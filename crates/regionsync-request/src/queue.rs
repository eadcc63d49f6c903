//! Bounded internal queue between the engine and the orchestrator.
//!
//! Submission never blocks: a full queue is reported back so the engine
//! can leave the request for its next poll.

use std::time::Duration;

use tokio::sync::mpsc;
use tokio::sync::mpsc::error::TrySendError;

use regionsync_state::{RequestId, RequestKind};

use crate::aggregator::AggregatorHandle;
use crate::error::{EngineError, EngineResult};
use crate::plan::RegionTask;

/// Work for the orchestrator.
#[derive(Debug)]
pub enum AgentRequest {
    Table {
        request_id: RequestId,
        kind: RequestKind,
        tasks: Vec<RegionTask>,
        aggregator: AggregatorHandle,
    },
    AddRegion {
        request_id: RequestId,
        region: String,
        aggregator: AggregatorHandle,
    },
    RemoveRegion {
        request_id: RequestId,
        region: String,
        aggregator: AggregatorHandle,
    },
    Shutdown {
        request_id: RequestId,
    },
}

impl AgentRequest {
    pub fn request_id(&self) -> RequestId {
        match self {
            AgentRequest::Table { request_id, .. }
            | AgentRequest::AddRegion { request_id, .. }
            | AgentRequest::RemoveRegion { request_id, .. }
            | AgentRequest::Shutdown { request_id } => *request_id,
        }
    }

    pub fn kind(&self) -> RequestKind {
        match self {
            AgentRequest::Table { kind, .. } => *kind,
            AgentRequest::AddRegion { .. } => RequestKind::AddRegion,
            AgentRequest::RemoveRegion { .. } => RequestKind::RemoveRegion,
            AgentRequest::Shutdown { .. } => RequestKind::Shutdown,
        }
    }
}

#[derive(Clone)]
pub struct RequestQueue {
    tx: mpsc::Sender<AgentRequest>,
}

pub struct RequestReceiver {
    rx: mpsc::Receiver<AgentRequest>,
}

/// Result of one bounded dequeue.
#[derive(Debug)]
pub enum Dequeue {
    Request(AgentRequest),
    /// Nothing arrived within the wait.
    Idle,
    /// Every sender is gone.
    Closed,
}

pub fn request_queue(capacity: usize) -> (RequestQueue, RequestReceiver) {
    let (tx, rx) = mpsc::channel(capacity.max(1));
    (RequestQueue { tx }, RequestReceiver { rx })
}

impl RequestQueue {
    /// Enqueue without waiting. Callers retry later on [`EngineError::QueueFull`].
    pub fn submit(&self, request: AgentRequest) -> EngineResult<()> {
        self.tx.try_send(request).map_err(|e| match e {
            TrySendError::Full(_) => EngineError::QueueFull,
            TrySendError::Closed(_) => EngineError::QueueClosed,
        })
    }

    /// Free slots right now.
    pub fn available(&self) -> usize {
        self.tx.capacity()
    }
}

impl RequestReceiver {
    pub async fn dequeue(&mut self, wait: Duration) -> Dequeue {
        match tokio::time::timeout(wait, self.rx.recv()).await {
            Ok(Some(request)) => Dequeue::Request(request),
            Ok(None) => Dequeue::Closed,
            Err(_) => Dequeue::Idle,
        }
    }

    /// Take a request if one is already waiting.
    pub fn try_dequeue(&mut self) -> Option<AgentRequest> {
        self.rx.try_recv().ok()
    }
}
-=-=-=-=-
What needs to be done » Print each record again. Nothing may be left out.

Task result »
filename crates/regionsync-request/src/queue.rs
repository eadcc63d49f6c903
//! Bounded internal queue between the engine and the orchestrator.
//!
//! Submission never blocks: a full queue is reported back so the engine
//! can leave the request for its next poll.

use std::time::Duration;

use tokio::sync::mpsc;
use tokio::sync::mpsc::error::TrySendError;

use regionsync_state::{RequestId, RequestKind};

use crate::aggregator::AggregatorHandle;
use crate::error::{EngineError, EngineResult};
use crate::plan::RegionTask;

/// Work for the orchestrator.
#[derive(Debug)]
pub enum AgentRequest {
    Table {
        request_id: RequestId,
        kind: RequestKind,
        tasks: Vec<RegionTask>,
        aggregator: AggregatorHandle,
    },
    AddRegion {
        request_id: RequestId,
        region: String,
        aggregator: AggregatorHandle,
    },
    RemoveRegion {
        request_id: RequestId,
        region: String,
        aggregator: AggregatorHandle,
    },
    Shutdown {
        request_id: RequestId,
    },
}

impl AgentRequest {
    pub fn request_id(&self) -> RequestId {
        match self {
            AgentRequest::Table { request_id, .. }
            | AgentRequest::AddRegion { request_id, .. }
            | AgentRequest::RemoveRegion { request_id, .. }
            | AgentRequest::Shutdown { request_id } => *request_id,
        }
    }

    pub fn kind(&self) -> RequestKind {
        match self {
            AgentRequest::Table { kind, .. } => *kind,
            AgentRequest::AddRegion { .. } => RequestKind::AddRegion,
            AgentRequest::RemoveRegion { .. } => RequestKind::RemoveRegion,
            AgentRequest::Shutdown { .. } => RequestKind::Shutdown,
        }
    }
}

#[derive(Clone)]
pub struct RequestQueue {
    tx: mpsc::Sender<AgentRequest>,
}

pub struct RequestReceiver {
    rx: mpsc::Receiver<AgentRequest>,
}

/// Result of one bounded dequeue.
#[derive(Debug)]
pub enum Dequeue {
    Request(AgentRequest),
    /// Nothing arrived within the wait.
    Idle,
    /// Every sender is gone.
    Closed,
}

pub fn request_queue(capacity: usize) -> (RequestQueue, RequestReceiver) {
    let (tx, rx) = mpsc::channel(capacity.max(1));
    (RequestQueue { tx }, RequestReceiver { rx })
}

impl RequestQueue {
    /// Enqueue without waiting. Callers retry later on [`EngineError::QueueFull`].
    pub fn submit(&self, request: AgentRequest) -> EngineResult<()> {
        self.tx.try_send(request).map_err(|e| match e {
            TrySendError::Full(_) => EngineError::QueueFull,
            TrySendError::Closed(_) => EngineError::QueueClosed,
        })
    }

    /// Free slots right now.
    pub fn available(&self) -> usize {
        self.tx.capacity()
    }
}

impl RequestReceiver {
    pub async fn dequeue(&mut self, wait: Duration) -> Dequeue {
        match tokio::time::timeout(wait, self.rx.recv()).await {
            Ok(Some(request)) => Dequeue::Request(request),
            Ok(None) => Dequeue::Closed,
            Err(_) => Dequeue::Idle,
        }
    }

    /// Take a request if one is already waiting.
    pub fn try_dequeue(&mut self) -> Option<AgentRequest> {
        self.rx.try_recv().ok()
    }
}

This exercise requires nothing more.